EXERCISE :: Print the entries below in their entirety, exactly as they are written.

Collected data entries
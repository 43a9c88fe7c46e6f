use super::{Generator, RoutineSpec, Transformer, TransformerContext};
use crate::api::CompileError;
use crate::ops::Operation;
use crate::tree::{Node, NodeKind, NodeTag};
use crate::unit::{Origin, ReturnKind, UnitKind};

/// Entry routine of a script unit.
pub const INVOKE_ROUTINE: &str = "_invoke";
/// Entry routine of a class unit; runs the class body against a new instance.
pub const PSEUDO_CONSTRUCTOR_ROUTINE: &str = "_pseudo_constructor";

pub(super) struct ScriptTransformer;

impl Transformer for ScriptTransformer {
    fn transform<'a>(
        &self,
        node: &'a Node<'a>,
        generator: &mut Generator<'_, 'a>,
        _cx: TransformerContext,
    ) -> Result<Vec<Operation>, CompileError> {
        if generator.in_routine() {
            return Err(CompileError::invalid(node, "a script cannot be nested"));
        }
        let spec = RoutineSpec::with_context(INVOKE_ROUTINE, ReturnKind::Value, Origin::Body);
        generator.compile_routine(spec, |generator| hoisted(generator, node))?;
        generator.set_entry(UnitKind::Script, INVOKE_ROUTINE);
        Ok(Vec::new())
    }
}

pub(super) struct ClassTransformer;

impl Transformer for ClassTransformer {
    fn transform<'a>(
        &self,
        node: &'a Node<'a>,
        generator: &mut Generator<'_, 'a>,
        _cx: TransformerContext,
    ) -> Result<Vec<Operation>, CompileError> {
        if generator.in_routine() || !matches!(node.kind, NodeKind::Class { .. }) {
            return Err(CompileError::invalid(node, "a class cannot be nested"));
        }
        let spec = RoutineSpec::method(PSEUDO_CONSTRUCTOR_ROUTINE, ReturnKind::Void, Origin::Body);
        generator.compile_routine(spec, |generator| {
            let previous = generator.set_declaring_methods(true);
            let generated = hoisted(generator, node);
            generator.set_declaring_methods(previous);
            generated
        })?;
        generator.set_entry(UnitKind::Class, PSEUDO_CONSTRUCTOR_ROUTINE);
        Ok(Vec::new())
    }
}

/// Function declarations first, then everything else in source order.
///
/// Only the declarations see `declaring_methods`; it is cleared for the rest
/// of the body so closures and nested functions stay static.
fn hoisted<'a>(generator: &mut Generator<'_, 'a>, root: &'a Node<'a>) -> Result<Vec<Operation>, CompileError> {
    let (declarations, rest): (Vec<&'a Node<'a>>, Vec<&'a Node<'a>>) = root
        .children
        .iter()
        .partition(|child| child.tag() == NodeTag::FunctionDeclaration);
    let mut ops = Vec::new();
    generator.statements(&mut ops, declarations)?;
    let methods = generator.set_declaring_methods(false);
    let generated = generator.statements(&mut ops, rest);
    generator.set_declaring_methods(methods);
    generated?;
    Ok(ops)
}
impl<'m> Invoker<'m> {
    pub fn machine(&self) -> &'m Machine {
        self.machine
    }

    /// Number of routine activations below this point.
    pub fn depth(&self) -> usize {
        self.depth
    }

    pub fn invoke(&self, host: &mut dyn Host, name: &str, args: Vec<Value>) -> Result<Value, ExecutionError> {
        let Some(loaded) = self.machine.routines.get(name) else {
            return Err(ExecutionError::UnknownRoutine { name: name.into() });
        };
        let routine = &self.machine.unit.routines[loaded.index];
        if args.len() != routine.params as usize {
            return Err(ExecutionError::ArgumentCount {
                routine: routine.name.clone(),
                expected: routine.params,
                actual: args.len(),
            });
        }
        let depth = self.depth + 1;
        let max_depth = self.machine.options.max_depth;
        if depth > max_depth {
            return Err(ExecutionError::StackOverflow { depth, max_depth });
        }
        let inner = Invoker {
            machine: self.machine,
            depth,
            steps: self.steps,
        };
        Activation::new(routine, &loaded.labels, args).run(&inner, host)
    }

    fn tick(&self) -> Result<(), ExecutionError> {
        let Some(limit) = self.machine.options.max_steps else {
            return Ok(());
        };
        let steps = self.steps.get() + 1;
        self.steps.set(steps);
        if steps > limit {
            return Err(ExecutionError::StepLimit { limit });
        }
        Ok(())
    }
}

enum Step {
    Next,
    Jump(Label),
    Return(Value),
}

/// One running routine: its locals and evaluation stack.
struct Activation<'r> {
    routine: &'r Routine,
    labels: &'r HashMap<Label, usize>,
    locals: Vec<Value>,
    stack: Stack<Value>,
}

WRITTEN ANSWER ::
repository 43a9c88fe7c46e6f
use super::{Generator, RoutineSpec, Transformer, TransformerContext};
use crate::api::CompileError;
use crate::ops::Operation;
use crate::tree::{Node, NodeKind, NodeTag};
use crate::unit::{Origin, ReturnKind, UnitKind};

/// Entry routine of a script unit.
pub const INVOKE_ROUTINE: &str = "_invoke";
/// Entry routine of a class unit; runs the class body against a new instance.
pub const PSEUDO_CONSTRUCTOR_ROUTINE: &str = "_pseudo_constructor";

pub(super) struct ScriptTransformer;

impl Transformer for ScriptTransformer {
    fn transform<'a>(
        &self,
        node: &'a Node<'a>,
        generator: &mut Generator<'_, 'a>,
        _cx: TransformerContext,
    ) -> Result<Vec<Operation>, CompileError> {
        if generator.in_routine() {
            return Err(CompileError::invalid(node, "a script cannot be nested"));
        }
        let spec = RoutineSpec::with_context(INVOKE_ROUTINE, ReturnKind::Value, Origin::Body);
        generator.compile_routine(spec, |generator| hoisted(generator, node))?;
        generator.set_entry(UnitKind::Script, INVOKE_ROUTINE);
        Ok(Vec::new())
    }
}

pub(super) struct ClassTransformer;

impl Transformer for ClassTransformer {
    fn transform<'a>(
        &self,
        node: &'a Node<'a>,
        generator: &mut Generator<'_, 'a>,
        _cx: TransformerContext,
    ) -> Result<Vec<Operation>, CompileError> {
        if generator.in_routine() || !matches!(node.kind, NodeKind::Class { .. }) {
            return Err(CompileError::invalid(node, "a class cannot be nested"));
        }
        let spec = RoutineSpec::method(PSEUDO_CONSTRUCTOR_ROUTINE, ReturnKind::Void, Origin::Body);
        generator.compile_routine(spec, |generator| {
            let previous = generator.set_declaring_methods(true);
            let generated = hoisted(generator, node);
            generator.set_declaring_methods(previous);
            generated
        })?;
        generator.set_entry(UnitKind::Class, PSEUDO_CONSTRUCTOR_ROUTINE);
        Ok(Vec::new())
    }
}

/// Function declarations first, then everything else in source order.
///
/// Only the declarations see `declaring_methods`; it is cleared for the rest
/// of the body so closures and nested functions stay static.
fn hoisted<'a>(generator: &mut Generator<'_, 'a>, root: &'a Node<'a>) -> Result<Vec<Operation>, CompileError> {
    let (declarations, rest): (Vec<&'a Node<'a>>, Vec<&'a Node<'a>>) = root
        .children
        .iter()
        .partition(|child| child.tag() == NodeTag::FunctionDeclaration);
    let mut ops = Vec::new();
    generator.statements(&mut ops, declarations)?;
    let methods = generator.set_declaring_methods(false);
    let generated = generator.statements(&mut ops, rest);
    generator.set_declaring_methods(methods);
    generated?;
    Ok(ops)
}
impl<'m> Invoker<'m> {
    pub fn machine(&self) -> &'m Machine {
        self.machine
    }

    /// Number of routine activations below this point.
    pub fn depth(&self) -> usize {
        self.depth
    }

    pub fn invoke(&self, host: &mut dyn Host, name: &str, args: Vec<Value>) -> Result<Value, ExecutionError> {
        let Some(loaded) = self.machine.routines.get(name) else {
            return Err(ExecutionError::UnknownRoutine { name: name.into() });
        };
        let routine = &self.machine.unit.routines[loaded.index];
        if args.len() != routine.params as usize {
            return Err(ExecutionError::ArgumentCount {
                routine: routine.name.clone(),
                expected: routine.params,
                actual: args.len(),
            });
        }
        let depth = self.depth + 1;
        let max_depth = self.machine.options.max_depth;
        if depth > max_depth {
            return Err(ExecutionError::StackOverflow { depth, max_depth });
        }
        let inner = Invoker {
            machine: self.machine,
            depth,
            steps: self.steps,
        };
        Activation::new(routine, &loaded.labels, args).run(&inner, host)
    }

    fn tick(&self) -> Result<(), ExecutionError> {
        let Some(limit) = self.machine.options.max_steps else {
            return Ok(());
        };
        let steps = self.steps.get() + 1;
        self.steps.set(steps);
        if steps > limit {
            return Err(ExecutionError::StepLimit { limit });
        }
        Ok(())
    }
}

enum Step {
    Next,
    Jump(Label),
    Return(Value),
}

/// One running routine: its locals and evaluation stack.
struct Activation<'r> {
    routine: &'r Routine,
    labels: &'r HashMap<Label, usize>,
    locals: Vec<Value>,
    stack: Stack<Value>,
}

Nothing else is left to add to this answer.